Try it: Your answer should consist of the lines in the listing that hold "into".

(Data shown)

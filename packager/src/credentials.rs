//! Persistent credential store for container registries.
//!
//! Stores per-registry credentials at `~/.bpack/auth/credentials.json`.
//! Uses atomic writes (write tmp, rename) for safety.

use std::collections::HashMap;
use std::path::PathBuf;

use bpack_core::error::{BpackError, Result};
use serde::{Deserialize, Serialize};

/// Per-registry credential entry.
#[derive(Debug, Clone, Serialize, Deserialize)]
struct CredentialEntry {
    username: String,
    password: String,
}

/// Persistent credential file format.
#[derive(Debug, Default, Serialize, Deserialize)]
struct CredentialFile {
    registries: HashMap<String, CredentialEntry>,
}

/// Persistent credential store for container registries.
///
/// Stores credentials at `~/.bpack/auth/credentials.json`.
pub struct CredentialStore {
    path: PathBuf,
}

impl CredentialStore {
    /// Create a credential store at the default path
    /// (`~/.bpack/auth/credentials.json`).
    pub fn default_path() -> Result<Self> {
        let home = dirs::home_dir().ok_or_else(|| {
            BpackError::Other("cannot determine home directory for credential store".to_string())
        })?;
        Ok(Self {
            path: home.join(".bpack").join("auth").join("credentials.json"),
        })
    }

    /// Create a credential store at a custom path.
    pub fn new(path: PathBuf) -> Self {
        Self { path }
    }

    /// Store credentials for a registry. Overwrites existing entry.
    pub fn store(&self, registry: &str, username: &str, password: &str) -> Result<()> {
        let mut file = self.load()?;
        file.registries.insert(
            normalize_registry(registry),
            CredentialEntry {
                username: username.to_string(),
                password: password.to_string(),
            },
        );
        self.save(&file)
    }

    /// Get credentials for a registry. Returns `(username, password)`.
    pub fn get(&self, registry: &str) -> Result<Option<(String, String)>> {
        let file = self.load()?;
        Ok(file
            .registries
            .get(&normalize_registry(registry))
            .map(|e| (e.username.clone(), e.password.clone())))
    }

    /// Remove credentials for a registry. Returns true if entry existed.
    pub fn remove(&self, registry: &str) -> Result<bool> {
        let mut file = self.load()?;
        let removed = file
            .registries
            .remove(&normalize_registry(registry))
            .is_some();
        if removed {
            self.save(&file)?;
        }
        Ok(removed)
    }

    /// List all registries with stored credentials.
    pub fn list_registries(&self) -> Result<Vec<String>> {
        let file = self.load()?;
        let mut registries: Vec<String> = file.registries.keys().cloned().collect();
        registries.sort();
        Ok(registries)
    }

    /// Load the credential file from disk. Returns empty if not found.
    fn load(&self) -> Result<CredentialFile> {
        if !self.path.exists() {
            return Ok(CredentialFile::default());
        }
        let data = std::fs::read_to_string(&self.path).map_err(|e| {
            BpackError::Other(format!(
                "failed to read credential store {}: {}",
                self.path.display(),
                e
            ))
        })?;
        serde_json::from_str(&data).map_err(|e| {
            BpackError::Other(format!(
                "failed to parse credential store {}: {}",
                self.path.display(),
                e
            ))
        })
    }

    /// Save the credential file to disk atomically (write tmp, rename).
    fn save(&self, file: &CredentialFile) -> Result<()> {
        if let Some(parent) = self.path.parent() {
            std::fs::create_dir_all(parent).map_err(|e| {
                BpackError::Other(format!(
                    "failed to create credential store directory {}: {}",
                    parent.display(),
                    e
                ))
            })?;
        }

        let tmp_path = self.path.with_extension("tmp");
        let data = serde_json::to_string_pretty(file)?;
        std::fs::write(&tmp_path, &data).map_err(|e| {
            BpackError::Other(format!(
                "failed to write credential store {}: {}",
                tmp_path.display(),
                e
            ))
        })?;
        std::fs::rename(&tmp_path, &self.path).map_err(|e| {
            BpackError::Other(format!(
                "failed to rename credential store {} -> {}: {}",
                tmp_path.display(),
                self.path.display(),
                e
            ))
        })?;
        Ok(())
    }
}

/// Normalize registry names (e.g., "docker.io" → "index.docker.io").
fn normalize_registry(registry: &str) -> String {
    let r = registry.trim().to_lowercase();
    if r == "docker.io" || r == "registry-1.docker.io" {
        "index.docker.io".to_string()
    } else {
        r
    }
}
//! CLI command definitions and dispatch.

mod create;
mod login;
mod logout;
mod push;

use clap::{Parser, Subcommand};

/// bpack — package blueprint files into FluxCD-consumable OCI artifacts.
#[derive(Parser)]
#[command(name = "bpack", version, about)]
pub struct Cli {
    #[command(subcommand)]
    pub command: Command,
}

/// Available commands.
#[derive(Subcommand)]
pub enum Command {
    /// Package a directory into a local tar.gz artifact
    Create(create::CreateArgs),
    /// Package a directory and push it to an OCI registry
    Push(push::PushArgs),
    /// Store registry credentials
    Login(login::LoginArgs),
    /// Remove stored registry credentials
    Logout(logout::LogoutArgs),
}

/// Dispatch a parsed CLI to the appropriate command handler.
pub async fn dispatch(cli: Cli) -> Result<(), Box<dyn std::error::Error>> {
    match cli.command {
        Command::Create(args) => create::execute(args).await,
        Command::Push(args) => push::execute(args).await,
        Command::Login(args) => login::execute(args).await,
        Command::Logout(args) => logout::execute(args).await,
    }
}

(End Data shown)

Reply to the exercise:
/// bpack — package blueprint files into FluxCD-consumable OCI artifacts.
    /// Package a directory into a local tar.gz artifact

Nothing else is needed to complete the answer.